EXTRACTED RECORDS >>

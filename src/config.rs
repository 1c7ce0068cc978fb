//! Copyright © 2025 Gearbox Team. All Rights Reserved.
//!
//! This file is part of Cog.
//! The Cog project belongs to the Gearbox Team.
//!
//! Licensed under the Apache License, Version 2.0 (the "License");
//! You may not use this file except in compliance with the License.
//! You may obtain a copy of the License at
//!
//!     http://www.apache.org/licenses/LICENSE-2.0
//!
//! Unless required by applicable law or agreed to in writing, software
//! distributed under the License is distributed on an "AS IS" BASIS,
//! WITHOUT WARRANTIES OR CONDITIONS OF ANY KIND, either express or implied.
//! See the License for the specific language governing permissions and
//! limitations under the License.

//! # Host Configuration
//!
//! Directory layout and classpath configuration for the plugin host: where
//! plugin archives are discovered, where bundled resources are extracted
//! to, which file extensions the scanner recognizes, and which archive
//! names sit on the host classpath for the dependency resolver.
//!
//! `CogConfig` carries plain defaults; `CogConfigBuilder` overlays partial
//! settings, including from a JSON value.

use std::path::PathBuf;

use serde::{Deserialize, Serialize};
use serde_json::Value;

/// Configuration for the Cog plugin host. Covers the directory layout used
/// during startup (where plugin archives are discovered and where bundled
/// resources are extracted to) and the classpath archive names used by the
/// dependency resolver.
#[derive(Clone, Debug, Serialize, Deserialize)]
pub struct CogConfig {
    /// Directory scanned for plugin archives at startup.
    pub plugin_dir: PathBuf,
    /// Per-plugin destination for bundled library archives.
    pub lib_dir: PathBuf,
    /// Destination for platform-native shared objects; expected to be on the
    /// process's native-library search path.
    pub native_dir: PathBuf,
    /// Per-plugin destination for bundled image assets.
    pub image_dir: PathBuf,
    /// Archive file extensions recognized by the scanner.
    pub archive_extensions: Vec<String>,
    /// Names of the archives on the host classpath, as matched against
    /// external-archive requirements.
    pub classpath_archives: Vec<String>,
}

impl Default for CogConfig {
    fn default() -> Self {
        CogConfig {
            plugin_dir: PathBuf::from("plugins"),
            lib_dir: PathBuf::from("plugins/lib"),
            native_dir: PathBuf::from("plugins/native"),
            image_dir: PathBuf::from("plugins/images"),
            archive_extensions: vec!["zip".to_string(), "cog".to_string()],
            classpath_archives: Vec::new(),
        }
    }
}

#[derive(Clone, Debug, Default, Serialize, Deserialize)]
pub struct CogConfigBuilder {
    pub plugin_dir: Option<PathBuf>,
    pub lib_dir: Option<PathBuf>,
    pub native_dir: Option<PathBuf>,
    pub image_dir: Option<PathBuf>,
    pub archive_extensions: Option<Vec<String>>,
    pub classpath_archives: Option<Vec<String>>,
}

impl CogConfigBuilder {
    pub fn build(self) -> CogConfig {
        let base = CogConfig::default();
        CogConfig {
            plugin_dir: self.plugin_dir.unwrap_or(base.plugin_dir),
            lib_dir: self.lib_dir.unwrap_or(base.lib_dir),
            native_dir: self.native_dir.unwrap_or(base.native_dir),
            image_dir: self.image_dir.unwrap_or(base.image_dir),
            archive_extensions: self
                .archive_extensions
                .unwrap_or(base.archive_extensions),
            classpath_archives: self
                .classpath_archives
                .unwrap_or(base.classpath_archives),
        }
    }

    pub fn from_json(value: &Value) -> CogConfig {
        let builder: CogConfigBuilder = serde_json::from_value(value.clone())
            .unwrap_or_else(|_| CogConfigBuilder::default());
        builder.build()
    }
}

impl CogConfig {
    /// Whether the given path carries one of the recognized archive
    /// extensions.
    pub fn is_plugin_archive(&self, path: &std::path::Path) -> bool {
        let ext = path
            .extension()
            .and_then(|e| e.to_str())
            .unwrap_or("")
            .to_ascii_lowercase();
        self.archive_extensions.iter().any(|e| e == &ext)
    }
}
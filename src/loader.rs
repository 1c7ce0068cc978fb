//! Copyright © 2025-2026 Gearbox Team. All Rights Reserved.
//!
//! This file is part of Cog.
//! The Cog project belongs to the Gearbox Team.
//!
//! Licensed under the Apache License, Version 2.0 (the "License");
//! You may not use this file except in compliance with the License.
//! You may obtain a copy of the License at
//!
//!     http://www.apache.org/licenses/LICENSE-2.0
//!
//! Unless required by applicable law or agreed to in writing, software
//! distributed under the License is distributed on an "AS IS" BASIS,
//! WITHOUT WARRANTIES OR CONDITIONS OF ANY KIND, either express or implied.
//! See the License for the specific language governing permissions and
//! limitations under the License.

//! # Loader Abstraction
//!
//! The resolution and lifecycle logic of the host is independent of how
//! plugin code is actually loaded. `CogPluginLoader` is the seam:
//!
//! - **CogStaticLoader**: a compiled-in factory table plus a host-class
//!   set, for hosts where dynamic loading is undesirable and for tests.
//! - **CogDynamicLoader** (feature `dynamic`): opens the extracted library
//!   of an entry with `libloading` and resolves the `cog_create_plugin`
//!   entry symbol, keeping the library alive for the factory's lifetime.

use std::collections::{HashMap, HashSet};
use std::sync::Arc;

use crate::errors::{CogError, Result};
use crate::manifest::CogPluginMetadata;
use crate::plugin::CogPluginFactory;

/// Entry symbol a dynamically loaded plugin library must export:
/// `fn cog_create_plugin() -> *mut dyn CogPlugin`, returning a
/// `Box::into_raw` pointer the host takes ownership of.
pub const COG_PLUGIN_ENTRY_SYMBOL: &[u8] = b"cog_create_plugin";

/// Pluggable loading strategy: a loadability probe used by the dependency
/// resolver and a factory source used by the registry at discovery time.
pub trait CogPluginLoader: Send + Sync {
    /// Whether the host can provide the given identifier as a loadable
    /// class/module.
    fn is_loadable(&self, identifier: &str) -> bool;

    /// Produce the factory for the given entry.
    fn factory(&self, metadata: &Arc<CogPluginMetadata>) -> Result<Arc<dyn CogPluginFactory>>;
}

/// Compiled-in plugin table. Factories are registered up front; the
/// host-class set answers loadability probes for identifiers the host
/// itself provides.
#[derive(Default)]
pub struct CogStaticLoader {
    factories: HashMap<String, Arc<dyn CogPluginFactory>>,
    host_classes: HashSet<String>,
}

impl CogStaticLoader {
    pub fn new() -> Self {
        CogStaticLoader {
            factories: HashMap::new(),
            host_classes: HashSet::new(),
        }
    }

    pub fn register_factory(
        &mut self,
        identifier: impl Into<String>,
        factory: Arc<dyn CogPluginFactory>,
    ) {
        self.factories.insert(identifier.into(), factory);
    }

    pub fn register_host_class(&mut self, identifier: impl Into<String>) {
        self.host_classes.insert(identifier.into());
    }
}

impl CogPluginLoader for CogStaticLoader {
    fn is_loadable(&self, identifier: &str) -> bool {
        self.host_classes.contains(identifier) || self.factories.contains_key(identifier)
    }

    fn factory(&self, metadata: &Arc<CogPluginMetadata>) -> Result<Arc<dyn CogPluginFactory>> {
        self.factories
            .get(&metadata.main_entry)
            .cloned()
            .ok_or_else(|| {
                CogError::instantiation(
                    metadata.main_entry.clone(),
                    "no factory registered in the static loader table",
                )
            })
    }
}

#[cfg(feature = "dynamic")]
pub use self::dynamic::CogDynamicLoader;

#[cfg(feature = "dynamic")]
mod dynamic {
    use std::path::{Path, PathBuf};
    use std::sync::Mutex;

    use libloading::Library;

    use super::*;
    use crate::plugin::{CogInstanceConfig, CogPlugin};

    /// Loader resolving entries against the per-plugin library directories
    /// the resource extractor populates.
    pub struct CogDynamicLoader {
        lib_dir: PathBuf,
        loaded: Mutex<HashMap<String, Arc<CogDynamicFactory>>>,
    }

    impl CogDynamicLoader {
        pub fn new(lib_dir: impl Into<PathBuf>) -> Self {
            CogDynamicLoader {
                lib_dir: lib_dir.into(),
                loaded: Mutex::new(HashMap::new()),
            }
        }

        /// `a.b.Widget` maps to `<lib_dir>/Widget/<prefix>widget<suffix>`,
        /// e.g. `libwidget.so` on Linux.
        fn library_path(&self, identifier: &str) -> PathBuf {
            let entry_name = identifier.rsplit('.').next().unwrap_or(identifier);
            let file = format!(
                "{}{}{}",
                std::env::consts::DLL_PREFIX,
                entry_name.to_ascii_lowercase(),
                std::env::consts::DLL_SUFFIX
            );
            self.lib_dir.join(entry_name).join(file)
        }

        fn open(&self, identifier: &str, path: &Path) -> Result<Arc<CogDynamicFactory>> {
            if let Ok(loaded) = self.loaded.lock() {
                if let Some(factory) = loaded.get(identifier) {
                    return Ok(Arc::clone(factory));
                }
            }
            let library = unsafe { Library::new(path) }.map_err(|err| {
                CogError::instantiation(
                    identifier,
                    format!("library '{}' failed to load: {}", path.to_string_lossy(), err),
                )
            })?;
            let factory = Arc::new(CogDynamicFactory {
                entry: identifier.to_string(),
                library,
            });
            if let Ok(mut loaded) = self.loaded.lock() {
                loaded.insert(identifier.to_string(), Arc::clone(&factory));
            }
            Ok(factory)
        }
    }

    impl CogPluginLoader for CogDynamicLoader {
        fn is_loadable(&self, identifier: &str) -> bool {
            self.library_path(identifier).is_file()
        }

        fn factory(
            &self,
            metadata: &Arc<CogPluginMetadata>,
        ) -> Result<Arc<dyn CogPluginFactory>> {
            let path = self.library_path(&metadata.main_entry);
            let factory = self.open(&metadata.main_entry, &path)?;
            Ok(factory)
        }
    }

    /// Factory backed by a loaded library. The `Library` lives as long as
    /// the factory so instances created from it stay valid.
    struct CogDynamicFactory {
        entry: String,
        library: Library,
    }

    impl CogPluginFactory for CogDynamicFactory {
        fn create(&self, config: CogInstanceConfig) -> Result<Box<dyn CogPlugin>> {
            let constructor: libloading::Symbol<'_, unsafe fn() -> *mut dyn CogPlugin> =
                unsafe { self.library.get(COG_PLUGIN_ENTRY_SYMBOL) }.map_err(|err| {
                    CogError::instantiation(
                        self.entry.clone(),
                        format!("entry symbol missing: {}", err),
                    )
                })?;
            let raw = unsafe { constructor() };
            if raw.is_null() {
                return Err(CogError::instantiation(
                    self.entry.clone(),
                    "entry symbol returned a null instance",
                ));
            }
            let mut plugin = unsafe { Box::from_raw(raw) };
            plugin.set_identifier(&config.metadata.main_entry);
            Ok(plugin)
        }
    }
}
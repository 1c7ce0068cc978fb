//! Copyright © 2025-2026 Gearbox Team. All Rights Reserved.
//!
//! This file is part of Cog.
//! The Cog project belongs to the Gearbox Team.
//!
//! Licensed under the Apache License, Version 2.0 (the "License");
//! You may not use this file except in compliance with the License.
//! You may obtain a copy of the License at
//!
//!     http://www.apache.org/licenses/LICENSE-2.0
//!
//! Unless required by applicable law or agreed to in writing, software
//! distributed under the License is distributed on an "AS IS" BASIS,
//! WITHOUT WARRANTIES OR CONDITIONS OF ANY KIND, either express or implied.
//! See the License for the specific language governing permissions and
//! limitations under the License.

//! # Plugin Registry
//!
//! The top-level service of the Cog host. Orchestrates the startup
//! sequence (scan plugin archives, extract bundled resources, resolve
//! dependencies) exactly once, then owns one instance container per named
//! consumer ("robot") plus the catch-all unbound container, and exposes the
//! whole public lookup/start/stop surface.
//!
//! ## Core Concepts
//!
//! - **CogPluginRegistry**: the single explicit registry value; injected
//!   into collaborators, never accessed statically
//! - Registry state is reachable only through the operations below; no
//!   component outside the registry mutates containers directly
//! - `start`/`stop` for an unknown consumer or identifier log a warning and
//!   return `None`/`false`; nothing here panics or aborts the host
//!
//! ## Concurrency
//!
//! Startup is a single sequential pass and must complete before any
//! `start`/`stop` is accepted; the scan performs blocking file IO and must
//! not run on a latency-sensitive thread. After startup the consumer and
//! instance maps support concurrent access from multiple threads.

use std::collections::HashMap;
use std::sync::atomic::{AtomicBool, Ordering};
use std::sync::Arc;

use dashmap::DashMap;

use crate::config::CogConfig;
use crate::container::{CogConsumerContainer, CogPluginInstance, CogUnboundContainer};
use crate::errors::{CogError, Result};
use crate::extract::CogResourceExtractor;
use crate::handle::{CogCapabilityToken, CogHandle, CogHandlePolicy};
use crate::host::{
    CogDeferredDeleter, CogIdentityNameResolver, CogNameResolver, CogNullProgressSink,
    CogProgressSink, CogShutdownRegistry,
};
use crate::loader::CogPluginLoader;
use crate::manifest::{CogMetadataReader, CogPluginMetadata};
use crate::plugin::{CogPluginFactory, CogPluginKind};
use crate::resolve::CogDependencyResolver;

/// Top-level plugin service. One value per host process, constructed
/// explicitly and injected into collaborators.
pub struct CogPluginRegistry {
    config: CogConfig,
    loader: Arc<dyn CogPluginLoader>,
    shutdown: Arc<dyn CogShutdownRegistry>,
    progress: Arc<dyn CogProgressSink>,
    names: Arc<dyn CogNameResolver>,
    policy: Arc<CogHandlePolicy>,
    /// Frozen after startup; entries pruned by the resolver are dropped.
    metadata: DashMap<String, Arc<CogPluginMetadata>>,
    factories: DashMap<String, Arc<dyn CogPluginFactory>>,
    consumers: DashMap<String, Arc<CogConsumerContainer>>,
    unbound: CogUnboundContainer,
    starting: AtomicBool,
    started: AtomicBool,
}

GOAL OF THE EXERCISE >> A complete answer reproduces every line of the records in which the word "recognized" occurs.

RESPONSE BOX >>
    /// Archive file extensions recognized by the scanner.
    /// Whether the given path carries one of the recognized archive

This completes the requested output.